In Frankfurt where I flew in, my sister and I went to Goethe’s house ("Goethe was here!!! Right here! This is so insane."), and, totally jetlagged and under slept, lazed around the river in the sun eating apple strudel like everyone else. After a couple days of this kind of lazing, we took the train to Amsterdam, saw the Van Gogh museum (quite awesome) and had various reactions to hash brownies and the redlight district. In Paris we spent 2 days in a row in the Louvre, went to the cemetery in Montmarte, the Sacre Coeur, the Eiffel Tower (which was actually a lot cooler than I’d cynically predicted, given all the hype and its iconic omnipresence), and stumbled upon the Notre Dame at night, still open and lit entirely by candle (perhaps my favorite part of the entire trip—very eerie, or gespenstisch, as I’ve recently learned to say in German). In London we spent a day in the Tate Modern, a day in the British Museum (was very curious re: Elgin Marbles), a fair amount of time walking around the Thames ("Shakespeare was here!!! Right—" etc…).

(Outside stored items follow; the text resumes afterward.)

//! Approval state machine
//!
//! A submission is Pending from `submit` until the first `decide` that finds
//! its token; from then on it is gone from the registry and every later press
//! for the same token is answered as expired. The record is taken out of the
//! registry at lookup time, so two presses racing on one token can never both
//! reach the channel.

use bytes::Bytes;
use std::fmt;
use std::sync::Arc;

use crate::core::config::captions;
use crate::core::error::WatermarkError;
use crate::core::metrics;
use crate::core::types::{ChannelId, DecisionPressed, MessageRef, ModeratorId, SubmittedPhoto};
use crate::transport::Transport;
use crate::watermark::ImageTransform;

use super::decision::{Decision, DecisionAction, DecisionControls};
use super::registry::{Registry, SubmissionRecord, SubmissionToken};

/// Terminal result of one decision event
#[derive(Debug, Clone, Copy, PartialEq, Eq)]
pub enum DecisionOutcome {
    /// Payload was not `approve_<token>` / `reject_<token>`; nothing happened
    Malformed,
    /// No pending submission under that token (already decided, expired or never issued)
    UnknownToken,
    Rejected,
    /// Posted with the watermark
    Posted,
    /// Watermarking failed, the original was posted
    PostedUnwatermarked,
    /// Original could not be downloaded; nothing was posted
    FetchFailed,
    /// Upload to the channel failed
    PostFailed,
}

impl DecisionOutcome {
    /// Metric label
    pub fn as_str(&self) -> &'static str {
        match self {
            DecisionOutcome::Malformed => "malformed",
            DecisionOutcome::UnknownToken => "unknown_token",
            DecisionOutcome::Rejected => "rejected",
            DecisionOutcome::Posted => "posted",
            DecisionOutcome::PostedUnwatermarked => "posted_unwatermarked",
            DecisionOutcome::FetchFailed => "fetch_failed",
            DecisionOutcome::PostFailed => "post_failed",
        }
    }

    /// Whether something reached the channel
    pub fn is_posted(&self) -> bool {
        matches!(self, DecisionOutcome::Posted | DecisionOutcome::PostedUnwatermarked)
    }
}

impl fmt::Display for DecisionOutcome {
    fn fmt(&self, f: &mut fmt::Formatter<'_>) -> fmt::Result {
        f.write_str(self.as_str())
    }
}

/// Drives submissions from arrival to a terminal state.
///
/// Cheap to clone; clones share the registry, transport and transform.
pub struct Orchestrator<T: Transport + ?Sized> {
    transport: Arc<T>,
    registry: Registry,
    channel: ChannelId,
    moderator: ModeratorId,
    transform: Arc<dyn ImageTransform>,
}

impl<T: Transport + ?Sized> Clone for Orchestrator<T> {
    fn clone(&self) -> Self {
        Self {
            transport: Arc::clone(&self.transport),
            registry: self.registry.clone(),
            channel: self.channel.clone(),
            moderator: self.moderator,
            transform: Arc::clone(&self.transform),
        }
    }
}

impl<T: Transport + ?Sized> Orchestrator<T> {
    pub fn new(
        transport: Arc<T>,
        registry: Registry,
        channel: ChannelId,
        moderator: ModeratorId,
        transform: Arc<dyn ImageTransform>,
    ) -> Self {
        Self {
            transport,
            registry,
            channel,
            moderator,
            transform,
        }
    }

    pub fn registry(&self) -> &Registry {
        &self.registry
    }

    pub fn moderator(&self) -> ModeratorId {
        self.moderator
    }

    pub fn channel(&self) -> &ChannelId {
        &self.channel
    }

    /// Registers an inbound photo and puts it in front of the moderator.
    ///
    /// Never fails: if the moderator cannot be reached the record simply
    /// stays pending, and a failed acknowledgement is only logged.
    pub async fn submit(&self, photo: SubmittedPhoto) -> SubmissionToken {
        let SubmittedPhoto {
            submitter,
            chat,
            photo_ref,
        } = photo;

        let record = self.registry.register(photo_ref, submitter).await;
        metrics::SUBMISSIONS_TOTAL.inc();
        self.refresh_pending_gauge().await;
        log::info!("Photo from user {} pending as {}", submitter, record.token);

        let controls = DecisionControls::for_token(&record.token);
        if let Err(e) = self
            .transport
            .present_to_moderator(
                self.moderator,
                &record.photo_ref,
                &captions::review_card(submitter),
                &controls,
            )
            .await
        {
            metrics::record_transport_error("present");
            log::error!(
                "Failed to present submission {} to moderator {}: {}. It stays pending.",
                record.token,
                self.moderator,
                e
            );
        }

        if let Err(e) = self
            .transport
            .acknowledge_submitter(chat, captions::SUBMISSION_RECEIVED)
            .await
        {
            metrics::record_transport_error("acknowledge");
            log::warn!("Failed to acknowledge submission {} to user {}: {}", record.token, submitter, e);
        }

        record.token
    }

    /// Handles a decision button press.
    pub async fn decide(&self, event: DecisionPressed) -> DecisionOutcome {
        let outcome = self.resolve(event).await;
        metrics::DECISIONS_TOTAL.with_label_values(&[outcome.as_str()]).inc();
        outcome
    }

    async fn resolve(&self, event: DecisionPressed) -> DecisionOutcome {
        let Some(decision) = Decision::parse(&event.payload) else {
            log::warn!("Ignoring malformed decision payload {:?}", event.payload);
            return DecisionOutcome::Malformed;
        };

        let Some(record) = self.registry.remove(&decision.token).await else {
            log::info!("Decision {} for unknown or expired token {}", decision.action, decision.token);
            self.edit(event.message.as_ref(), captions::EXPIRED).await;
            return DecisionOutcome::UnknownToken;
        };
        self.refresh_pending_gauge().await;

        let outcome = match decision.action {
            DecisionAction::Reject => {
                self.edit(event.message.as_ref(), captions::REJECTED).await;
                DecisionOutcome::Rejected
            }
            DecisionAction::Approve => self.approve(&record, event.message.as_ref()).await,
        };

        log::info!(
            "Submission {} from user {} resolved: {}",
            record.token,
            record.submitter,
            outcome
        );
        outcome
    }

    async fn approve(&self, record: &SubmissionRecord, message: Option<&MessageRef>) -> DecisionOutcome {
        self.edit(message, captions::POSTING).await;

        let original = match self.transport.fetch_bytes(&record.photo_ref).await {
            Ok(bytes) => bytes,
            Err(e) => {
                metrics::record_transport_error("fetch");
                log::error!("Failed to download photo for submission {}: {}", record.token, e);
                self.edit(message, captions::FETCH_FAILED).await;
                return DecisionOutcome::FetchFailed;
            }
        };

        let (image, watermarked) = match self.stamp(original.clone()).await {
            Ok(stamped) => (Bytes::from(stamped), true),
            Err(e) => {
                metrics::WATERMARK_FAILURES_TOTAL.with_label_values(&[e.kind()]).inc();
                log::warn!("Watermark failed for submission {}, posting original: {}", record.token, e);
                (original, false)
            }
        };

        if let Err(e) = self
            .transport
            .post_to_channel(&self.channel, image, captions::POST_CAPTION)
            .await
        {
            metrics::record_transport_error("post");
            log::error!("Failed to post submission {} to {}: {}", record.token, self.channel, e);
            self.edit(message, captions::POST_FAILED).await;
            return DecisionOutcome::PostFailed;
        }

        if watermarked {
            self.edit(message, captions::POSTED).await;
            DecisionOutcome::Posted
        } else {
            self.edit(message, captions::POSTED_UNWATERMARKED).await;
            DecisionOutcome::PostedUnwatermarked
        }
    }

    /// Runs the transform on the blocking pool. A panicking transform is
    /// reported as `WatermarkError::Task`.
    async fn stamp(&self, original: Bytes) -> Result<Vec<u8>, WatermarkError> {
        let transform = Arc::clone(&self.transform);
        let _timer = metrics::WATERMARK_DURATION_SECONDS.start_timer();
        tokio::task::spawn_blocking(move || transform.apply(&original))
            .await
            .map_err(|e| WatermarkError::Task(e.to_string()))?
    }

    /// Best-effort edit of the review card; skipped when Telegram did not
    /// hand us an accessible message.
    async fn edit(&self, message: Option<&MessageRef>, text: &str) {
        let Some(message) = message else {
            log::debug!("Review card not accessible, skipping edit: {}", text);
            return;
        };
        if let Err(e) = self.transport.edit_caption(message, text).await {
            metrics::record_transport_error("edit");
            log::warn!("Failed to edit review card {}/{}: {}", message.chat, message.message_id, e);
        }
    }

    async fn refresh_pending_gauge(&self) {
        metrics::PENDING_SUBMISSIONS.set(self.registry.len().await as f64);
    }
}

Needless to say, I didn’t learn a lot about Germany in such a quick and completely packed trip, and of the places I visited I felt I probably saw the least in Frankfurt. Which brings me to nowish—the past week or two, I’ve been trying to catch up a little. That is, as much as one can while also trying to fill out paperwork and become bureaucratically indoctrinated by the labyrinthine world of German administrative process and policy for the Auslander. But as I have the luxury of more time here, I’m trying to see without turning my experience into the caffeinated, top-speed jaunt I did last year. Here’s what I’ve done so far:
I have spent unavoidably huge amounts of time in the Altstadt and eating pretty much obligatorily at the many, many Eis cafés on Haupstrausse;
I went to the Heidelberg Schloss (castle), where I swallowed my dignity long enough to take a guided tour in English, and also checked out the exhibit of many Romantic paintings that take the Schloss of Heidelberg as their subject. This was pretty interesting actually, as apparently the Romantic painters considered the Schloss a sort of perfect formula for the aesthetic of the time—a confluence of ancient ruin, dense forest growing up on the hills around it, the Neckar River below, and the town situated along its banks.

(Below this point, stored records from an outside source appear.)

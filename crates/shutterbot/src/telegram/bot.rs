//! Bot initialization
//!
//! This module contains:
//! - Command enum definition
//! - Bot instance creation

use reqwest::ClientBuilder;
use secrecy::ExposeSecret;
use teloxide::prelude::*;
use teloxide::utils::command::BotCommands;

use shuttercore::config::{self, Config};

/// Bot commands enum with descriptions
#[derive(BotCommands, Clone, Debug, PartialEq, Eq)]
#[command(rename_rule = "lowercase", description = "Send me a photo and the moderator will review it.")]
pub enum Command {
    #[command(description = "how to submit a photo")]
    Start,
}

/// Creates a Bot instance with custom or default API URL
///
/// # Returns
/// * `Ok(Bot)` - Successfully created bot instance
/// * `Err(anyhow::Error)` - Failed to build the HTTP client
pub fn create_bot(config: &Config) -> anyhow::Result<Bot> {
    let client = ClientBuilder::new().timeout(config::network::timeout()).build()?;
    let bot = Bot::with_client(config.bot_token.expose_secret(), client);

    let bot = match &config.bot_api_url {
        Some(url) => {
            log::info!("Using custom Bot API URL: {}", url);
            bot.set_api_url(url.clone())
        }
        None => bot,
    };

    Ok(bot)
}

/// Sets up bot commands in Telegram UI
pub async fn setup_bot_commands(bot: &Bot) -> Result<(), teloxide::RequestError> {
    bot.set_my_commands(Command::bot_commands()).await?;
    Ok(())
}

I went to Herbstfest (fall harvest, which is celebrated with 80s/90s coverbands, street vendors, and the erection of small, fake villages in which performers juggle, wear Medieval costumes (regretably no pictures of this, though I think you can imagine it), and sell mulled wine, beer, meat sandwiches, and various kitsch.) I’ve spent some time checking out the Alte Brucke (Old Bridge) and trying to appreciate it—personally, my taste in bridges is more like triangles triangles triangles! But if I can't agree that it's spectacular, one thing I can say is that the Alte Brucke is certainly practical--I can use it to, you know, cross the river.
And, encouraged by the tour guide experience at the Heidelberg Schloss, I also took a day trip out of town on a tour bus, no less, to see the Reichsburg Trifels castle, the Abbey at Maulbronn, and German wine country in the Palatinate, or Pfalz. I’ll say more about this later, though, as I still have to sift through the pictures, which I'll try to post with each entry from now on.